Is there a Ruby method similar to Haskell's cycle? Haskell's cycle takes a list and returns that list infinitely appended to itself. It's commonly used with take which grabs a certain number of elements off the top of an array. Is there a Ruby method that takes an array and returns the array appended to itself some n number of times?

Yes, it's called cycle . From the documentation:

Array.cycle

(from ruby core)
------------------------------------------------------------------------------
  ary.cycle(n=nil) {|obj| block }  -> nil
  ary.cycle(n=nil)                 -> an_enumerator


------------------------------------------------------------------------------

Calls block for each element repeatedly n times or forever if none
or nil is given.  If a non-positive number is given or the array is empty, does
nothing.  Returns nil if the loop has finished without getting interrupted.
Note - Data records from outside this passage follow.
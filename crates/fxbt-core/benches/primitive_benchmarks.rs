use criterion::{black_box, criterion_group, criterion_main, BenchmarkId, Criterion};
use fxbt_core::primitives::{Ewma, TimeWeightedHistogram, TimeWeightedWindow};

fn bench_rolling_window_update(c: &mut Criterion) {
    let mut group = c.benchmark_group("rolling_window_update");

    for &n in &[1_000usize, 10_000, 100_000] {
        group.bench_with_input(BenchmarkId::from_parameter(n), &n, |b, &n| {
            b.iter_batched_ref(
                || TimeWeightedWindow::new(60.0),
                |window| {
                    for i in 0..n {
                        let t = i as f64 * 0.1;
                        window.update(t, 0.1, 1.1 + (i % 7) as f64 * 0.0001);
                    }
                    black_box(window.stats());
                },
                criterion::BatchSize::LargeInput,
            );
        });
    }

    group.finish();
}

fn bench_ewma_update(c: &mut Criterion) {
    c.bench_function("ewma_update_10k", |b| {
        b.iter_batched_ref(
            || Ewma::new(10.0, 1),
            |ewma| {
                let mut t = 0.0;
                for i in 0..10_000 {
                    ewma.update(t, 1.1 + (i % 5) as f64 * 0.0001);
                    t += 0.1;
                }
                black_box(ewma.current());
            },
            criterion::BatchSize::LargeInput,
        );
    });
}

fn bench_histogram_percentile_rank(c: &mut Criterion) {
    c.bench_function("histogram_add_and_rank_10k", |b| {
        b.iter_batched_ref(
            || {
                let edges: Vec<f64> = (0..=32).map(|i| i as f64 * 1e-6).collect();
                TimeWeightedHistogram::new(edges, 300.0)
            },
            |hist| {
                let mut t = 0.0;
                for i in 0..10_000 {
                    let v = (i % 32) as f64 * 1e-6;
                    hist.add(t, t + 0.1, v);
                    hist.trim(t + 0.1);
                    t += 0.1;
                }
                black_box(hist.percentile_rank(1.5e-5));
            },
            criterion::BatchSize::LargeInput,
        );
    });
}

criterion_group!(
    benches,
    bench_rolling_window_update,
    bench_ewma_update,
    bench_histogram_percentile_rank
);
criterion_main!(benches);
If no block is given, an enumerator is returned instead.

  a = ["a", "b", "c"]
  a.cycle {|x| puts x }  # print, a, b, c, a, b, c,.. forever.
  a.cycle(2) {|x| puts x }  # print, a, b, c, a, b, c.

Edit:

It seems like whats inside the block is basically a "Lambda", and as far as I know, I can't make a lambda concat each element onto an existing array.

b = [1, 2, 3]
z = []
b.cycle(2) { |i| z << i }
z # => [1, 2, 3, 1, 2, 3]

You can multiply an array by an integer using Array#* :

ary * int → new_ary

[...] Otherwise, returns a new array built by concatenating the int copies of self .

So you can do things like this:

>> [1, 2] * 3
=> [1, 2, 1, 2, 1, 2]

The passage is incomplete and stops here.